Why is it important to break mirrors as part of your DR test?
Mirroring is the process of replicating data between two disk stores, usually across a local storage interconnect. Its cousin, replication, involves the same process but across distance using a WAN. Mirroring is usually viewed as synchronous, while replication is asynchronous (distance induced latency creates data deltas or differences between the state of local and remote data stores).
While mirroring is performed pretty close to real-time if done correctly, a lot of storage arrays copy after write rather than during write. In effect, data is written to disk on array #1, then it is copied by on-array software to an identical array #2 located nearby using a high-speed/high-bandwidth link. This approach also drives up the cost of mirroring by locking you into the same vendor's gear on both the primary and mirrored array.
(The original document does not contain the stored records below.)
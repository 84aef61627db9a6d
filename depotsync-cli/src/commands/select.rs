//! `depotsync select`: pick the build and depots the configuration asks for.

use std::path::PathBuf;

use clap::Args;
use console::style;
use depotsync::manifest::{decode_product_manifest, parse_builds};
use depotsync::size::format_bytes;
use depotsync::EngineConfig;

use super::common::read_file;
use crate::error::CliError;

#[derive(Debug, Args)]
pub struct SelectArgs {
    /// Product manifest listing the build's depots
    pub product: PathBuf,

    /// Build listing to pick a build from
    #[arg(long)]
    pub builds: Option<PathBuf>,

    /// Depot language, overriding download.language
    #[arg(long)]
    pub language: Option<String>,

    /// Required bitness, overriding download.bitness
    #[arg(long)]
    pub bitness: Option<String>,
}

pub fn run(args: SelectArgs, config: &EngineConfig) -> Result<(), CliError> {
    let mut config = config.clone();
    if let Some(language) = args.language {
        config.language = language;
    }
    if args.bitness.is_some() {
        config.bitness = args.bitness;
    }

    if let Some(path) = &args.builds {
        let builds = parse_builds(&read_file(path)?)?;
        let build = config
            .select_build(&builds.items)
            .ok_or_else(|| CliError::NoMatchingBuild {
                generation: config.generation,
                platform: config.platform.clone(),
            })?;
        println!(
            "{} {} (generation {}, {}) {}",
            style("Build").bold(),
            build.build_id,
            build.generation,
            build.platform,
            build.version_name
        );
    }

    let product = decode_product_manifest(&read_file(&args.product)?)?;
    let depots = config.select_depots(&product.depots);
    println!(
        "{} {} of {} depot(s) for {}",
        style("Depots").bold(),
        depots.len(),
        product.depots.len(),
        config.language
    );
    for depot in &depots {
        println!(
            "  {}  {}  {}  [{}]",
            depot.product_id,
            depot.manifest,
            format_bytes(depot.size),
            depot.languages.join(", ")
        );
    }
    let total: u64 = depots.iter().map(|d| d.size).sum();
    println!("  Total:      {}", format_bytes(total));
    Ok(())
}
But the real problem is one that a little software company, 21st Century Software, has been showing off in its presentations for a couple of years. They show actual screenshots of multiple customers who thought their hardware was mirroring the right data, only to discover that no data was actually being mirrored. This usually happens when the volumes in the array that hold data are reorganized by the vendor service tech or by a storage administrator, but the DR coordinator is not informed of the change. Without periodically breaking the mirror during the disaster recovery testing process, you might not notice the problem … until an actual disaster occurs.
So, why don't folks break their mirrors and test? Simple: It is a hassle to quiesce applications, flush caches to volume 1, replicate to the mirrored volume 2, then shut everything down to do a file-by-file comparison between the two. It takes time, both operator time and time from production application work, and there is no certainty that systems will restart and mirroring will resume properly.
Remote replication has some of the same problems, but it may be possible to test for data deltas without quiescing the replication process. There, you have a ton of other issues related to latency and to jitter. You need to be vigilant to ensure that you have a data store that you can recover.
This was first published in July 2013